CAPTCHA, Completely Automated Public Turing test to tell Computers and Humans Apart, is basically a simple, automated test that is designed to be fairly easy to be solved by human users (albeit annoying and time consuming), while at the same time being very difficult and ideally impossible to solve by programs, including bots.

For years, CAPTCHA has been the main solution for many websites and online services to block illegal bots from accessing and affecting online services, but in recent years questions have been raised of whether CAPTCHA is still the ideal option for that purpose.

While CAPTCHA is still fairly effective in combating most malicious bots, there are two main issues why CAPTCHA is considered no longer ideal:

CAPTCHA is Bad for User Experience

This one has been a major issue ever since CAPTCHA was introduced. CAPTCHA tests will naturally slow users down from achieving their objectives: browsing a website, watching a video, performing a search, and so on.

Visual-based CAPTCHA tests were often a nightmare for people with visual impairment and so many developers introduced audio CAPTCHA so users could hear the letters instead. However, audio-based tests took longer to solve and accessibility concerns still remain.

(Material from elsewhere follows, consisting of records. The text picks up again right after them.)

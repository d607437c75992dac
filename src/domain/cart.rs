//! Cart aggregate and the pricing pipeline.
//!
//! The cart is an explicit, serializable aggregate rather than ambient
//! session state: clients persist it between visits, and checkout rebuilds
//! one server-side from the submitted lines to recompute the quote against
//! current catalog prices.

use rust_decimal::{Decimal, RoundingStrategy};
use serde::{Deserialize, Serialize};
use uuid::Uuid;

use crate::config::PricingConfig;
use crate::domain::product::Product;
use crate::error::{errmsg, Error};

/// One (product, quantity) pair in the cart. The unit price is captured
/// from the product when the line is added so the quote is a pure function
/// of the cart alone.
#[derive(Debug, Clone, PartialEq, Serialize, Deserialize)]
pub struct CartLine {
    pub product_id: Uuid,
    pub unit_price: Decimal,
    pub quantity: u32,
}

/// Coupon table entry. Codes match case-insensitively.
#[derive(Debug, Clone, Copy, PartialEq, Serialize, Deserialize)]
pub enum Coupon {
    /// Fraction of the subtotal taken off the total.
    PercentOff(Decimal),
    /// Discount equal to whatever the shipping fee currently is.
    FreeShipping,
}

impl Coupon {
    /// Look up a code in the static coupon table.
    pub fn lookup(code: &str) -> Option<Coupon> {
        match code.to_lowercase().as_str() {
            "discount10" => Some(Coupon::PercentOff(Decimal::new(10, 2))),
            "freeship" => Some(Coupon::FreeShipping),
            _ => None,
        }
    }
}

/// Pricing breakdown for a cart at a point in time.
#[derive(Debug, Clone, PartialEq, Serialize)]
#[serde(rename_all = "camelCase")]
pub struct Quote {
    pub subtotal: Decimal,
    pub shipping: Decimal,
    pub tax: Decimal,
    pub discount: Decimal,
    pub total: Decimal,
}

/// Pre-checkout line list plus an optionally applied coupon.
#[derive(Debug, Clone, Default, Serialize, Deserialize)]
pub struct Cart {
    lines: Vec<CartLine>,
    coupon: Option<Coupon>,
}

impl Cart {
    pub fn new() -> Self {
        Self::default()
    }

    pub fn lines(&self) -> &[CartLine] {
        &self.lines
    }

    pub fn is_empty(&self) -> bool {
        self.lines.is_empty()
    }

    /// Add a product to the cart. If the product is already present the
    /// quantity increases by the given amount; otherwise a new line is
    /// appended. Stock is not checked here; placement is where availability
    /// is enforced.
    pub fn add_line(&mut self, product: &Product, quantity: u32) {
        if let Some(line) = self.lines.iter_mut().find(|l| l.product_id == product.id) {
            line.quantity += quantity;
        } else {
            self.lines.push(CartLine {
                product_id: product.id,
                unit_price: product.price,
                quantity,
            });
        }
    }

    /// Replace a line's quantity. Zero removes the line.
    pub fn set_quantity(&mut self, product_id: Uuid, quantity: u32) {
        if quantity == 0 {
            self.remove_line(product_id);
        } else if let Some(line) = self.lines.iter_mut().find(|l| l.product_id == product_id) {
            line.quantity = quantity;
        }
    }

    pub fn remove_line(&mut self, product_id: Uuid) {
        self.lines.retain(|l| l.product_id != product_id);
    }

    /// Empty the cart. Invoked after successful order placement.
    pub fn clear(&mut self) {
        self.lines.clear();
        self.coupon = None;
    }

    /// Apply a coupon code. An unknown code reports an error AND clears any
    /// previously applied coupon; reapplying an invalid code after a valid
    /// one removes the prior discount. Existing clients depend on this.
    pub fn apply_coupon(&mut self, code: &str) -> Result<Coupon, Error> {
        match Coupon::lookup(code) {
            Some(coupon) => {
                self.coupon = Some(coupon);
                Ok(coupon)
            }
            None => {
                self.coupon = None;
                Err(Error::Validation(errmsg::INVALID_COUPON.to_string()))
            }
        }
    }

    pub fn coupon(&self) -> Option<Coupon> {
        self.coupon
    }

    /// Compute the pricing breakdown. Every monetary component is rounded
    /// to 2 decimal places before the total is summed, so the total is
    /// exact over the displayed components.
    pub fn quote(&self, pricing: &PricingConfig) -> Quote {
        let subtotal = round2(
            self.lines
                .iter()
                .map(|l| l.unit_price * Decimal::from(l.quantity))
                .sum(),
        );

        let shipping = if subtotal > pricing.free_shipping_threshold {
            Decimal::ZERO
        } else {
            pricing.flat_shipping_fee
        };

        let tax = round2(subtotal * pricing.tax_rate);

        let discount = match self.coupon {
            Some(Coupon::PercentOff(fraction)) => round2(subtotal * fraction),
            Some(Coupon::FreeShipping) => shipping,
            None => Decimal::ZERO,
        };

        Quote {
            subtotal,
            shipping,
            tax,
            discount,
            total: subtotal + shipping + tax - discount,
        }
    }
}

/// Round to 2 decimal places, midpoint away from zero.
fn round2(value: Decimal) -> Decimal {
    value.round_dp_with_strategy(2, RoundingStrategy::MidpointAwayFromZero)
}

#[cfg(test)]
mod tests {
    use super::*;
    use rust_decimal_macros::dec;

    fn product(name: &str, price: Decimal) -> Product {
        Product::new(name.into(), "test".into(), price, 100, "img.png".into())
    }

    fn pricing() -> PricingConfig {
        PricingConfig::default()
    }

    #[test]
    fn test_quote_components_sum_to_total() {
        let mut cart = Cart::new();
        cart.add_line(&product("a", dec!(13.37)), 3);
        cart.add_line(&product("b", dec!(0.99)), 7);
        let q = cart.quote(&pricing());
        assert_eq!(q.total, q.subtotal + q.shipping + q.tax - q.discount);
    }

    #[test]
    fn test_flat_fee_at_threshold_free_above() {
        let mut cart = Cart::new();
        cart.add_line(&product("a", dec!(50.00)), 1);
        // exactly at the threshold still pays the flat fee
        assert_eq!(cart.quote(&pricing()).shipping, dec!(5.99));

        cart.add_line(&product("b", dec!(0.01)), 1);
        assert_eq!(cart.quote(&pricing()).shipping, dec!(0));
    }

    #[test]
    fn test_reference_quote() {
        // 2 x 10.00 -> subtotal 20.00, shipping 5.99, tax 1.40, total 27.39
        let mut cart = Cart::new();
        cart.add_line(&product("a", dec!(10.00)), 2);
        let q = cart.quote(&pricing());
        assert_eq!(q.subtotal, dec!(20.00));
        assert_eq!(q.shipping, dec!(5.99));
        assert_eq!(q.tax, dec!(1.40));
        assert_eq!(q.discount, dec!(0));
        assert_eq!(q.total, dec!(27.39));
    }

    #[test]
    fn test_discount10_is_ten_percent_of_subtotal() {
        let mut cart = Cart::new();
        cart.add_line(&product("a", dec!(30.00)), 1);
        cart.apply_coupon("DISCOUNT10").unwrap();
        let q = cart.quote(&pricing());
        assert_eq!(q.discount, dec!(3.00));
        assert_eq!(q.total, dec!(30.00) + dec!(5.99) + dec!(2.10) - dec!(3.00));
    }

    #[test]
    fn test_coupon_codes_match_case_insensitively() {
        let mut cart = Cart::new();
        cart.add_line(&product("a", dec!(10.00)), 1);
        assert!(cart.apply_coupon("discount10").is_ok());
        assert!(cart.apply_coupon("FreeShip").is_ok());
    }

    #[test]
    fn test_freeship_discount_equals_shipping_fee() {
        let mut cart = Cart::new();
        cart.add_line(&product("a", dec!(10.00)), 1);
        cart.apply_coupon("FREESHIP").unwrap();
        let q = cart.quote(&pricing());
        assert_eq!(q.discount, dec!(5.99));

        // above the free-shipping threshold the coupon is worth nothing
        cart.add_line(&product("b", dec!(100.00)), 1);
        let q = cart.quote(&pricing());
        assert_eq!(q.shipping, dec!(0));
        assert_eq!(q.discount, dec!(0));
    }

    #[test]
    fn test_invalid_coupon_reports_error_and_resets_discount() {
        let mut cart = Cart::new();
        cart.add_line(&product("a", dec!(10.00)), 1);
        cart.apply_coupon("DISCOUNT10").unwrap();
        assert_eq!(cart.quote(&pricing()).discount, dec!(1.00));

        let err = cart.apply_coupon("BOGUS").unwrap_err();
        assert!(matches!(err, Error::Validation(_)));
        assert_eq!(cart.quote(&pricing()).discount, dec!(0));
    }

    #[test]
    fn test_add_line_merges_quantities() {
        let p = product("a", dec!(10.00));
        let mut twice = Cart::new();
        twice.add_line(&p, 2);
        twice.add_line(&p, 3);

        let mut once = Cart::new();
        once.add_line(&p, 5);

        assert_eq!(twice.lines(), once.lines());
    }

    #[test]
    fn test_set_quantity_zero_removes_line() {
        let p = product("a", dec!(10.00));
        let mut cart = Cart::new();
        cart.add_line(&p, 2);
        cart.set_quantity(p.id, 0);
        assert!(cart.is_empty());
    }

    #[test]
    fn test_set_quantity_replaces() {
        let p = product("a", dec!(10.00));
        let mut cart = Cart::new();
        cart.add_line(&p, 2);
        cart.set_quantity(p.id, 9);
        assert_eq!(cart.lines()[0].quantity, 9);
    }

    #[test]
    fn test_clear_empties_lines_and_coupon() {
        let p = product("a", dec!(10.00));
        let mut cart = Cart::new();
        cart.add_line(&p, 1);
        cart.apply_coupon("FREESHIP").unwrap();
        cart.clear();
        assert!(cart.is_empty());
        assert!(cart.coupon().is_none());
    }

    #[test]
    fn test_cart_round_trips_through_serde() {
        let p = product("a", dec!(19.99));
        let mut cart = Cart::new();
        cart.add_line(&p, 4);
        cart.apply_coupon("DISCOUNT10").unwrap();

        let json = serde_json::to_string(&cart).unwrap();
        let restored: Cart = serde_json::from_str(&json).unwrap();
        assert_eq!(restored.lines(), cart.lines());
        assert_eq!(restored.quote(&pricing()), cart.quote(&pricing()));
    }
}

On the other hand, bots are getting better at solving CAPTCHAs, even in 2014, one of Google’s algorithms had a 66% higher success rate than human users at solving text CAPTCHAs.

This is where the dilemma arrives: the CAPTCHA tests need to be more difficult and challenging to block bots, but difficult questions will frustrate users even more. It’s very difficult if not impossible to develop a universal challenge that any human user can pass, and so an ideal CAPTCHA test simply doesn’t exist.

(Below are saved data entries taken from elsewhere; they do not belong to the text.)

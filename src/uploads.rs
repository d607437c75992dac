//! Disk-backed store for uploaded product images.
//!
//! Stored names are prefixed with a fresh UUID so concurrent uploads of
//! the same file name never collide, and the original name survives for
//! operators browsing the directory.

use std::path::{Path, PathBuf};

use tracing::warn;
use uuid::Uuid;

use crate::error::{Error, Result};

/// Saves, serves, and removes uploaded image files under one directory.
pub struct ImageStore {
    dir: PathBuf,
}

impl ImageStore {
    /// Open the store, creating the directory if needed.
    pub async fn new(dir: impl Into<PathBuf>) -> Result<Self> {
        let dir = dir.into();
        tokio::fs::create_dir_all(&dir)
            .await
            .map_err(|e| Error::Internal(format!("creating upload directory: {e}")))?;
        Ok(Self { dir })
    }

    /// Directory served statically under `/uploads`.
    pub fn dir(&self) -> &Path {
        &self.dir
    }

    /// Persist an uploaded file. Returns the stored file name.
    pub async fn save(&self, original_name: &str, bytes: &[u8]) -> Result<String> {
        let stored = format!("{}-{}", Uuid::new_v4(), sanitize_file_name(original_name));
        tokio::fs::write(self.dir.join(&stored), bytes)
            .await
            .map_err(|e| Error::Internal(format!("writing upload: {e}")))?;
        Ok(stored)
    }

    /// Remove a stored file. Best effort: a missing file is fine, anything
    /// else is logged and swallowed — the record it belonged to is already
    /// gone or repointed.
    pub async fn delete(&self, stored_name: &str) {
        // stored names never contain separators; refuse anything that does
        if stored_name.contains('/') || stored_name.contains('\\') || stored_name.contains("..") {
            warn!(file = %stored_name, "refusing to delete suspicious upload name");
            return;
        }
        match tokio::fs::remove_file(self.dir.join(stored_name)).await {
            Ok(()) => {}
            Err(e) if e.kind() == std::io::ErrorKind::NotFound => {}
            Err(e) => warn!(file = %stored_name, error = %e, "failed to delete upload"),
        }
    }
}

/// Keep alphanumerics, dots, dashes, and underscores; everything else
/// becomes an underscore.
fn sanitize_file_name(name: &str) -> String {
    let cleaned: String = name
        .chars()
        .map(|c| {
            if c.is_ascii_alphanumeric() || c == '.' || c == '-' || c == '_' {
                c
            } else {
                '_'
            }
        })
        .collect();
    if cleaned.trim_matches('.').is_empty() {
        "upload".to_string()
    } else {
        cleaned
    }
}

#[cfg(test)]
mod tests {
    use super::*;

    async fn store() -> ImageStore {
        let dir = std::env::temp_dir().join(format!("storefront-uploads-{}", Uuid::new_v4()));
        ImageStore::new(dir).await.unwrap()
    }

    #[tokio::test]
    async fn test_save_and_delete() {
        let store = store().await;
        let name = store.save("widget.png", b"fake image bytes").await.unwrap();
        assert!(name.ends_with("widget.png"));

        let on_disk = store.dir().join(&name);
        assert!(tokio::fs::try_exists(&on_disk).await.unwrap());

        store.delete(&name).await;
        assert!(!tokio::fs::try_exists(&on_disk).await.unwrap());
    }

    #[tokio::test]
    async fn test_delete_missing_is_silent() {
        let store = store().await;
        store.delete("never-existed.png").await;
    }

    #[tokio::test]
    async fn test_traversal_names_are_refused() {
        let store = store().await;
        // must not panic or touch anything outside the directory
        store.delete("../../etc/passwd").await;
    }

    #[test]
    fn test_sanitize_file_name() {
        assert_eq!(sanitize_file_name("a photo (1).png"), "a_photo__1_.png");
        assert_eq!(sanitize_file_name("..."), "upload");
        assert_eq!(sanitize_file_name("ok-name_2.jpg"), "ok-name_2.jpg");
    }
}
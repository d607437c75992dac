//! User records and roles.

use chrono::{DateTime, Utc};
use serde::{Deserialize, Serialize};
use uuid::Uuid;

/// Account role. The wire and storage values stay on the legacy spellings
/// (`user`, `admin`) for compatibility with existing clients.
#[derive(Debug, Clone, Copy, PartialEq, Eq, Serialize, Deserialize)]
pub enum Role {
    #[serde(rename = "user")]
    Customer,
    #[serde(rename = "admin")]
    Operator,
}

impl Role {
    pub fn is_operator(&self) -> bool {
        matches!(self, Role::Operator)
    }

    pub fn as_str(&self) -> &'static str {
        match self {
            Role::Customer => "user",
            Role::Operator => "admin",
        }
    }
}

impl std::fmt::Display for Role {
    fn fmt(&self, f: &mut std::fmt::Formatter<'_>) -> std::fmt::Result {
        f.write_str(self.as_str())
    }
}

/// A registered account.
#[derive(Debug, Clone, Serialize, Deserialize)]
pub struct User {
    pub id: Uuid,
    pub name: String,
    /// Unique across all users.
    pub email: String,
    /// Argon2id hash. Never serialized to clients.
    #[serde(skip_serializing)]
    pub password_hash: String,
    pub role: Role,
    pub created_at: DateTime<Utc>,
}

impl User {
    pub fn new(name: String, email: String, password_hash: String, role: Role) -> Self {
        Self {
            id: Uuid::new_v4(),
            name,
            email,
            password_hash,
            role,
            created_at: Utc::now(),
        }
    }

    pub fn summary(&self) -> UserSummary {
        UserSummary {
            id: self.id,
            name: self.name.clone(),
            email: self.email.clone(),
        }
    }
}

/// Owner projection attached to enriched order listings.
#[derive(Debug, Clone, Serialize)]
pub struct UserSummary {
    pub id: Uuid,
    pub name: String,
    pub email: String,
}
//! Application configuration.
//!
//! Aggregates configuration for the server, storage, auth, pricing, and
//! uploads into a single Config struct that can be loaded from YAML files
//! or environment variables.

use rust_decimal::Decimal;
use rust_decimal_macros::dec;
use serde::Deserialize;

/// Default configuration file name.
pub const DEFAULT_CONFIG_FILE: &str = "config.yaml";
/// Environment variable for configuration file path.
pub const CONFIG_ENV_VAR: &str = "STOREFRONT_CONFIG";
/// Prefix for configuration environment variables.
pub const CONFIG_ENV_PREFIX: &str = "STOREFRONT";
/// Environment variable for logging configuration.
pub const LOG_ENV_VAR: &str = "STOREFRONT_LOG";

/// Legacy environment variable for the HTTP port.
pub const PORT_ENV_VAR: &str = "PORT";
/// Legacy environment variable for the MongoDB connection string.
pub const MONGO_URI_ENV_VAR: &str = "MONGO_URI";
/// Legacy environment variable for the token signing secret.
pub const JWT_SECRET_ENV_VAR: &str = "JWT_SECRET";

/// Main application configuration.
#[derive(Debug, Clone, Default, Deserialize)]
#[serde(default)]
pub struct Config {
    /// HTTP server configuration.
    pub server: ServerConfig,
    /// Storage configuration.
    pub storage: StorageConfig,
    /// Identity token and credential configuration.
    pub auth: AuthConfig,
    /// Cart pricing rules.
    pub pricing: PricingConfig,
    /// Order workflow configuration.
    pub orders: OrdersConfig,
    /// Image upload configuration.
    pub uploads: UploadsConfig,
}

/// HTTP server configuration.
#[derive(Debug, Clone, Deserialize)]
#[serde(default)]
pub struct ServerConfig {
    /// Host to bind to.
    pub host: String,
    /// Port for the REST API.
    pub port: u16,
}

impl Default for ServerConfig {
    fn default() -> Self {
        Self {
            host: "0.0.0.0".to_string(),
            port: 3000,
        }
    }
}

/// Storage configuration.
#[derive(Debug, Clone, Deserialize)]
#[serde(default)]
pub struct StorageConfig {
    /// Storage backend: "mongodb" or "memory".
    #[serde(rename = "type")]
    pub storage_type: String,
    /// Connection string for the document store.
    pub uri: String,
    /// Database name.
    pub database: String,
}

impl Default for StorageConfig {
    fn default() -> Self {
        Self {
            storage_type: "mongodb".to_string(),
            uri: "mongodb://localhost:27017".to_string(),
            database: "storefront".to_string(),
        }
    }
}

/// Identity token and credential configuration.
#[derive(Debug, Clone, Deserialize)]
#[serde(default)]
pub struct AuthConfig {
    /// Shared secret for signing identity tokens. Must be configured.
    pub secret: String,
    /// Token lifetime in days.
    pub token_ttl_days: i64,
    /// Optional operator account created at startup if absent.
    pub bootstrap_operator: Option<BootstrapOperator>,
}

impl Default for AuthConfig {
    fn default() -> Self {
        Self {
            secret: String::new(),
            token_ttl_days: 7,
            bootstrap_operator: None,
        }
    }
}

/// Operator account seeded at startup.
///
/// Registration never grants the operator role, so the first operator has to
/// enter the system out of band.
#[derive(Debug, Clone, Deserialize)]
pub struct BootstrapOperator {
    pub name: String,
    pub email: String,
    pub password: String,
}

/// Cart pricing rules.
#[derive(Debug, Clone, Deserialize)]
#[serde(default)]
pub struct PricingConfig {
    /// Orders with a subtotal strictly above this ship free.
    pub free_shipping_threshold: Decimal,
    /// Flat shipping fee below the free-shipping threshold.
    pub flat_shipping_fee: Decimal,
    /// Tax rate applied to the subtotal.
    pub tax_rate: Decimal,
}

impl Default for PricingConfig {
    fn default() -> Self {
        Self {
            free_shipping_threshold: dec!(50.00),
            flat_shipping_fee: dec!(5.99),
            tax_rate: dec!(0.07),
        }
    }
}

/// Order workflow configuration.
#[derive(Debug, Clone, Default, Deserialize)]
#[serde(default)]
pub struct OrdersConfig {
    /// When true, an operator may set any status on any order regardless of
    /// the transition table. Kept for compatibility with clients that relied
    /// on the unrestricted behavior.
    pub permissive_transitions: bool,
}

/// Image upload configuration.
#[derive(Debug, Clone, Deserialize)]
#[serde(default)]
pub struct UploadsConfig {
    /// Directory where uploaded product images are stored.
    pub dir: String,
}

impl Default for UploadsConfig {
    fn default() -> Self {
        Self {
            dir: "uploads".to_string(),
        }
    }
}

impl Config {
    /// Load configuration from file and environment.
    ///
    /// Configuration sources (in order of priority, later overrides earlier):
    /// 1. `config.yaml` in the current directory (if present)
    /// 2. File specified by the `path` argument (if provided)
    /// 3. File specified by `STOREFRONT_CONFIG` (if set)
    /// 4. Environment variables with the `STOREFRONT` prefix
    /// 5. Legacy environment variables (`PORT`, `MONGO_URI`, `JWT_SECRET`)
    pub fn load(path: Option<&str>) -> Result<Self, Box<dyn std::error::Error>> {
        use ::config::{Config as ConfigLib, Environment, File, FileFormat};

        let mut builder = ConfigLib::builder()
            .add_source(File::new(DEFAULT_CONFIG_FILE, FileFormat::Yaml).required(false));

        if let Some(config_path) = path {
            builder = builder.add_source(File::new(config_path, FileFormat::Yaml).required(true));
        }

        if let Ok(config_path) = std::env::var(CONFIG_ENV_VAR) {
            builder = builder.add_source(File::new(&config_path, FileFormat::Yaml).required(true));
        }

        let config = builder
            .add_source(
                Environment::with_prefix(CONFIG_ENV_PREFIX)
                    .separator("__")
                    .try_parsing(true),
            )
            .build()?;

        let mut config: Config = config.try_deserialize()?;
        config.apply_legacy_env();
        Ok(config)
    }

    /// Apply the environment variables the original deployments used.
    fn apply_legacy_env(&mut self) {
        if let Ok(port) = std::env::var(PORT_ENV_VAR) {
            if let Ok(port) = port.parse() {
                self.server.port = port;
            }
        }
        if let Ok(uri) = std::env::var(MONGO_URI_ENV_VAR) {
            self.storage.uri = uri;
        }
        if let Ok(secret) = std::env::var(JWT_SECRET_ENV_VAR) {
            self.auth.secret = secret;
        }
    }

    /// Create config for testing.
    pub fn for_test() -> Self {
        let mut config = Self::default();
        config.storage.storage_type = "memory".to_string();
        config.auth.secret = "test-secret".to_string();
        config
    }
}

#[cfg(test)]
mod tests {
    use super::*;

    #[test]
    fn test_server_config_default() {
        let server = ServerConfig::default();
        assert_eq!(server.port, 3000);
        assert_eq!(server.host, "0.0.0.0");
    }

    #[test]
    fn test_pricing_defaults() {
        let pricing = PricingConfig::default();
        assert_eq!(pricing.free_shipping_threshold, dec!(50.00));
        assert_eq!(pricing.flat_shipping_fee, dec!(5.99));
        assert_eq!(pricing.tax_rate, dec!(0.07));
    }

    #[test]
    fn test_config_for_test() {
        let config = Config::for_test();
        assert_eq!(config.storage.storage_type, "memory");
        assert!(!config.orders.permissive_transitions);
        assert_eq!(config.auth.token_ttl_days, 7);
    }
}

The Presence of CAPTCHA Farms

Another issue plaguing the usage of CAPTCHA in bot management is the presence of CAPTCHA farms.

CAPTCHA farms are simply a group of people paid to solve the CAPTCHA. A paid worker will solve the CAPTCHA test, then pass it back to the malicious bot or program.

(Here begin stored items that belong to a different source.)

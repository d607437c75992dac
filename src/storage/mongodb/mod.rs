//! MongoDB storage backend.
//!
//! Documents keep ids as strings and camelCase field names, matching what
//! earlier deployments of this system stored, so existing databases read
//! back unchanged. Uniqueness and stock invariants are enforced by the
//! database (unique index, conditional updates), not by read-modify-write.

mod orders;
mod products;
mod users;

pub use orders::MongoOrderStore;
pub use products::MongoProductStore;
pub use users::MongoUserStore;

use mongodb::{Client, Database};
use tracing::info;

use crate::config::StorageConfig;

use super::Result;

pub const USERS_COLLECTION: &str = "users";
pub const PRODUCTS_COLLECTION: &str = "products";
pub const ORDERS_COLLECTION: &str = "orders";

/// Connect to the configured database.
pub async fn connect(config: &StorageConfig) -> Result<Database> {
    let client = Client::with_uri_str(&config.uri).await?;
    info!(database = %config.database, "connected to MongoDB");
    Ok(client.database(&config.database))
}

/// Map a duplicate-key write (code 11000) to the typed conflict; pass
/// everything else through.
fn map_duplicate_key(
    err: mongodb::error::Error,
    field: &'static str,
) -> super::StorageError {
    if let mongodb::error::ErrorKind::Write(mongodb::error::WriteFailure::WriteError(
        ref write_err,
    )) = *err.kind
    {
        if write_err.code == 11000 {
            return super::StorageError::Duplicate { field };
        }
    }
    super::StorageError::from(err)
}
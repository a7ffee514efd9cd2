use crate::error::ScheduleError;
use serde::{Deserialize, Serialize};

/// A preferred time region for an instance, honoured softly via objective slack.
#[derive(Debug, Clone, Copy, PartialEq, Eq, Serialize, Deserialize)]
pub enum WindowSpec {
    Anchor(i32),
    Range(i32, i32),
}

impl WindowSpec {
    pub fn parse(text: &str) -> Result<Self, ScheduleError> {
        let text = text.trim();
        if let Some((start, end)) = text.split_once('-') {
            let lo = parse_hhmm(text, start)?;
            let hi = parse_hhmm(text, end)?;
            if lo > hi {
                return Err(ScheduleError::BadWindow {
                    text: text.to_string(),
                    reason: format!("range is reversed: {lo} > {hi}"),
                });
            }
            Ok(WindowSpec::Range(lo, hi))
        } else {
            Ok(WindowSpec::Anchor(parse_hhmm(text, text)?))
        }
    }
}

fn parse_hhmm(original: &str, piece: &str) -> Result<i32, ScheduleError> {
    let piece = piece.trim();
    let (h, m) = piece.split_once(':').ok_or_else(|| ScheduleError::BadWindow {
        text: original.to_string(),
        reason: format!("`{piece}` is not in HH:MM format"),
    })?;
    let hour: i32 = h.parse().map_err(|_| ScheduleError::BadWindow {
        text: original.to_string(),
        reason: format!("bad hour `{h}`"),
    })?;
    let minute: i32 = m.parse().map_err(|_| ScheduleError::BadWindow {
        text: original.to_string(),
        reason: format!("bad minute `{m}`"),
    })?;
    if !(0..=23).contains(&hour) || !(0..=59).contains(&minute) {
        return Err(ScheduleError::BadWindow {
            text: original.to_string(),
            reason: format!("`{piece}` is out of range"),
        });
    }
    Ok(hour * 60 + minute)
}

#[cfg(test)]
mod tests {
    use super::*;

    #[test]
    fn parses_anchor() {
        assert_eq!(WindowSpec::parse("08:00").unwrap(), WindowSpec::Anchor(480));
    }

    #[test]
    fn parses_range() {
        assert_eq!(
            WindowSpec::parse("12:00-13:00").unwrap(),
            WindowSpec::Range(720, 780)
        );
    }

    #[test]
    fn rejects_reversed_range() {
        assert!(WindowSpec::parse("13:00-12:00").is_err());
    }

    #[test]
    fn rejects_out_of_range_time() {
        assert!(WindowSpec::parse("24:00").is_err());
        assert!(WindowSpec::parse("08:60").is_err());
    }

    #[test]
    fn rejects_malformed() {
        assert!(WindowSpec::parse("not-a-time").is_err());
    }
}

As we can see, CAPTCHA farm services effectively render CAPTCHAs useless.

Even worse, CAPTCHA farms aren’t the only CAPTCHA-solving tools and services available for cybercriminals and hackers at the moment. Many cybercriminals are still trying to develop a machine learning AI to solve sophisticated CAPTCHAs effectively, and there will always be new technologies and methods to further weaken the already weak CAPTCHA.

Effective CAPTCHA Alternatives To Protect Your Website

Due to the issues with CAPTCHA, as discussed above, many businesses and individuals are now looking for CAPTCHA alternatives to protect their websites from bots.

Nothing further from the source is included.